::: EXTRACTED RECORDS :::
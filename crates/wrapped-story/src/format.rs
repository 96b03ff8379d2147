//! Human-readable formatting for story text.

use chrono::{DateTime, Utc};

use wrapped_analytics::Bucketing;

/// Long US-style date, e.g. "March 5, 2024", on the same wall clock the
/// activity buckets use.
///
/// Epoch-zero and earlier instants are artifacts of missing data and render
/// as "an unknown date".
pub fn format_date(date: DateTime<Utc>, bucketing: &Bucketing) -> String {
    if date.timestamp_millis() <= 0 {
        return "an unknown date".to_string();
    }
    bucketing.localize(date).format("%B %-d, %Y").to_string()
}

/// 12-hour clock label for an hour of day, e.g. "1 PM".
pub fn format_hour(hour: u32) -> String {
    match hour {
        0 => "12 AM".to_string(),
        1..=11 => format!("{hour} AM"),
        12 => "12 PM".to_string(),
        13..=23 => format!("{} PM", hour - 12),
        _ => "an unknown time".to_string(),
    }
}

/// Integer with thousands separators, e.g. "12,345".
pub fn format_count(value: usize) -> String {
    let digits = value.to_string();
    let mut out = String::with_capacity(digits.len() + digits.len() / 3);
    for (i, c) in digits.chars().enumerate() {
        if i > 0 && (digits.len() - i) % 3 == 0 {
            out.push(',');
        }
        out.push(c);
    }
    out
}

/// Shortest decimal form: "20" for 20.0, "15.5" for 15.5.
pub fn format_decimal(value: f64) -> String {
    if value.fract() == 0.0 {
        format!("{value:.0}")
    } else {
        value.to_string()
    }
}

#[cfg(test)]
mod tests {
    use super::*;
    use chrono::{FixedOffset, TimeZone};

    #[test]
    fn test_format_date() {
        let date = Utc.with_ymd_and_hms(2024, 3, 5, 10, 0, 0).unwrap();
        assert_eq!(format_date(date, &Bucketing::utc()), "March 5, 2024");
        assert_eq!(
            format_date(DateTime::UNIX_EPOCH, &Bucketing::utc()),
            "an unknown date"
        );
    }

    #[test]
    fn test_format_date_follows_bucketing_zone() {
        // 02:00 UTC on March 5 is still March 4 at UTC-5.
        let date = Utc.with_ymd_and_hms(2024, 3, 5, 2, 0, 0).unwrap();
        let east_coast = Bucketing::Fixed(FixedOffset::west_opt(5 * 3600).unwrap());
        assert_eq!(format_date(date, &east_coast), "March 4, 2024");
    }

    #[test]
    fn test_format_hour() {
        assert_eq!(format_hour(0), "12 AM");
        assert_eq!(format_hour(9), "9 AM");
        assert_eq!(format_hour(12), "12 PM");
        assert_eq!(format_hour(13), "1 PM");
        assert_eq!(format_hour(24), "an unknown time");
    }

    #[test]
    fn test_format_count() {
        assert_eq!(format_count(0), "0");
        assert_eq!(format_count(999), "999");
        assert_eq!(format_count(1000), "1,000");
        assert_eq!(format_count(1234567), "1,234,567");
    }

    #[test]
    fn test_format_decimal() {
        assert_eq!(format_decimal(20.0), "20");
        assert_eq!(format_decimal(15.5), "15.5");
    }
}
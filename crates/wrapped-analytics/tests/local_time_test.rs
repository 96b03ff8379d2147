//! Local-time bucketing across a daylight-saving change.
//!
//! Lives in its own test binary because it pins the process time zone.

use chrono::{TimeZone, Utc};
use rand::rngs::StdRng;
use rand::SeedableRng;

use wrapped_analytics::{Aggregator, Bucketing};
use wrapped_types::{Author, Conversation, Message, Platform};

#[test]
fn test_local_bucketing_uses_each_message_offset() {
    // US Eastern: UTC-5 in winter, UTC-4 in summer.
    std::env::set_var("TZ", "EST5EDT,M3.2.0,M11.1.0");

    // Both instants are Tuesday 23:30 on the local wall clock:
    // January 9 under EST and July 9 under EDT.
    let winter = Utc.with_ymd_and_hms(2024, 1, 10, 4, 30, 0).unwrap();
    let summer = Utc.with_ymd_and_hms(2024, 7, 10, 3, 30, 0).unwrap();
    let conversations = vec![Conversation::new(
        "c1",
        "Late nights",
        winter.timestamp(),
        vec![
            Message::new(Author::User, "winter reading list", winter),
            Message::new(Author::User, "summer reading list", summer),
        ],
    )];

    let a = Aggregator::new(Platform::Claude)
        .with_bucketing(Bucketing::Local)
        .aggregate_with_rng(&conversations, &mut StdRng::seed_from_u64(3))
        .unwrap();

    assert_eq!(a.busiest_day.day, "Tuesday");
    assert_eq!(a.busiest_day.count, 2);
    assert_eq!(a.busiest_hour.hour, "23:00");
    assert_eq!(a.busiest_hour.count, 2);
    let months: Vec<&str> = a.monthly_activity.iter().map(|m| m.month.as_str()).collect();
    assert_eq!(months, vec!["Jan 2024", "Jul 2024"]);
    assert_eq!(a.active_days, 2);

    // A single offset cannot place both on the same wall-clock hour.
    let winter_offset = chrono::FixedOffset::west_opt(5 * 3600).unwrap();
    let fixed = Aggregator::new(Platform::Claude)
        .with_bucketing(Bucketing::Fixed(winter_offset))
        .aggregate_with_rng(&conversations, &mut StdRng::seed_from_u64(3))
        .unwrap();
    assert_eq!(fixed.busiest_hour.hour, "22:00");
    assert_eq!(fixed.busiest_hour.count, 1);
}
:::
• _WORK REQUEST_
In the data above, retype exactly and only the lines between the one holding "process time zone." and the one holding "UTC-4 in summer.", inclusive.

• _RESPONSE AREA_
//! Lives in its own test binary because it pins the process time zone.

use chrono::{TimeZone, Utc};
use rand::rngs::StdRng;
use rand::SeedableRng;

use wrapped_analytics::{Aggregator, Bucketing};
use wrapped_types::{Author, Conversation, Message, Platform};

#[test]
fn test_local_bucketing_uses_each_message_offset() {
    // US Eastern: UTC-5 in winter, UTC-4 in summer.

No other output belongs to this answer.